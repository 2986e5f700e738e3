//! # lhe2stdhep
//!
//! Convert gzip-compressed LHE files into StdHep files.
//!
//! ```bash
//! # single file, writes run_01.stdhep
//! lhe2stdhep --input run_01.lhe.gz
//!
//! # all files listed in files.txt, reproducible vertex smearing
//! lhe2stdhep --list files.txt --seed 12345 --output-dir stdhep/
//! ```
use std::path::PathBuf;
use std::process::ExitCode;

use anyhow::{Context, Result};
use clap::{ArgGroup, Parser};
use log::{error, info};

use lhe2stdhep::{convert_file, output_path, read_list, Config, ConvertOptions};

/// Convert LHE events to StdHep
#[derive(Parser, Debug)]
#[command(name = "lhe2stdhep")]
#[command(author, version, about, long_about = None)]
#[command(group(ArgGroup::new("source").required(true).args(["input", "list"])))]
struct Cli {
    /// Path to an lhe.gz file to process
    #[arg(short, long, value_name = "FILE")]
    input: Option<PathBuf>,

    /// Text file containing a list of lhe.gz files to process, one per line
    #[arg(short, long, value_name = "FILE")]
    list: Option<PathBuf>,

    /// Verbosity level (-v to trace every event, -vv for more)
    #[arg(short, long, action = clap::ArgAction::Count)]
    verbose: u8,

    /// Load target geometry and run information from a TOML file
    #[arg(short, long, value_name = "FILE")]
    config: Option<PathBuf>,

    /// Seed for the vertex smearing, the n-th file uses SEED + n
    #[arg(short, long)]
    seed: Option<u64>,

    /// Directory for the output files
    #[arg(short, long, value_name = "DIR", default_value = ".")]
    output_dir: PathBuf,
}

fn init_logging(verbosity: u8) {
    let log_level = match verbosity {
        0 => "info",
        1 => "debug",
        _ => "trace",
    };
    env_logger::Builder::from_env(env_logger::Env::default().default_filter_or(log_level))
        .init();
}

fn main() -> ExitCode {
    let cli = Cli::parse();
    init_logging(cli.verbose);
    match run(cli) {
        Ok(0) => ExitCode::SUCCESS,
        Ok(failed) => {
            error!("Failed to convert {failed} file(s)");
            ExitCode::FAILURE
        }
        Err(err) => {
            error!("{err:#}");
            ExitCode::FAILURE
        }
    }
}

/// Convert all input files, returning the number of failures
fn run(cli: Cli) -> Result<usize> {
    let config = match &cli.config {
        Some(path) => Config::from_file(path)?,
        None => Config::default(),
    };
    let mut options = ConvertOptions::from(config);
    options.verbose = cli.verbose > 0;

    let files = match (cli.input, cli.list) {
        (Some(input), _) => vec![input],
        (None, Some(list)) => read_list(&list)
            .with_context(|| format!("Failed to read file list {}", list.display()))?,
        (None, None) => unreachable!("clap requires an input source"),
    };

    let mut failed = 0;
    for (n, input) in files.iter().enumerate() {
        let output = output_path(input, &cli.output_dir);
        let options = ConvertOptions {
            seed: cli.seed.map(|seed| seed.wrapping_add(n as u64)),
            ..options.clone()
        };
        match convert_file(input, &output, &options) {
            Ok(nevents) => info!("Wrote {nevents} events to {}", output.display()),
            Err(err) => {
                let err = anyhow::Error::new(err)
                    .context(format!("Skipping {}", input.display()));
                error!("{err:#}");
                failed += 1;
            }
        }
    }
    Ok(failed)
}

#[cfg(test)]
mod tests {
    use super::*;
    use clap::error::ErrorKind;

    #[test]
    fn input_or_list_required() {
        let err = Cli::try_parse_from(["lhe2stdhep"]).unwrap_err();
        assert_eq!(err.kind(), ErrorKind::MissingRequiredArgument);
    }

    #[test]
    fn input_and_list_conflict() {
        let err = Cli::try_parse_from([
            "lhe2stdhep",
            "--input",
            "a.lhe.gz",
            "--list",
            "files.txt",
        ])
        .unwrap_err();
        assert_eq!(err.kind(), ErrorKind::ArgumentConflict);
    }

    #[test]
    fn parse_arguments() {
        let cli = Cli::try_parse_from([
            "lhe2stdhep",
            "-i",
            "a.lhe.gz",
            "-vv",
            "--seed",
            "7",
        ])
        .unwrap();
        assert_eq!(cli.input, Some(PathBuf::from("a.lhe.gz")));
        assert_eq!(cli.verbose, 2);
        assert_eq!(cli.seed, Some(7));
        assert_eq!(cli.output_dir, PathBuf::from("."));
    }
}
use std::io;
use std::path::PathBuf;

use thiserror::Error;

use crate::config::ConfigError;
use crate::writer::WriteError;

/// Malformed event table
#[derive(Debug, Error)]
pub enum SchemaError {
    #[error("Event table is empty")]
    MissingHeader,
    #[error("Missing entry '{field}' on line {line}")]
    MissingEntry { line: usize, field: &'static str },
    #[error("Failed to convert '{text}' in entry '{field}' on line {line} to a number")]
    ConversionError {
        line: usize,
        field: &'static str,
        text: String,
    },
    #[error("Event {event_number} declares {declared} particles, expected a positive number")]
    BadParticleCount { event_number: i32, declared: i32 },
    #[error(
        "Event {event_number} declares {declared} particles, \
         but {found} particle lines follow"
    )]
    ParticleCountMismatch {
        event_number: i32,
        declared: i32,
        found: usize,
    },
    #[error(
        "Particle {particle} in event {event_number} has daughters \
         ({daughter1}, {daughter2}), only 0 is supported"
    )]
    NonZeroDaughter {
        event_number: i32,
        particle: usize,
        daughter1: i32,
        daughter2: i32,
    },
}

/// Failure to convert one input file
#[derive(Debug, Error)]
pub enum Error {
    #[error("Failed to read '{}'", .path.display())]
    Io { path: PathBuf, source: io::Error },
    #[error("Failed to decompress '{}'", .path.display())]
    Decompression { path: PathBuf, source: io::Error },
    #[error("Malformed LHE document")]
    Xml(#[from] xmltree::ParseError),
    #[error("Invalid event block {index}")]
    Schema { index: usize, source: SchemaError },
    #[error("Failed to write '{}'", .path.display())]
    Write { path: PathBuf, source: WriteError },
    #[error(transparent)]
    Config(#[from] ConfigError),
}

^^^^

Search the data for the string "Malformed" and copy every line where it appears.

/// Malformed event table
    #[error("Malformed LHE document")]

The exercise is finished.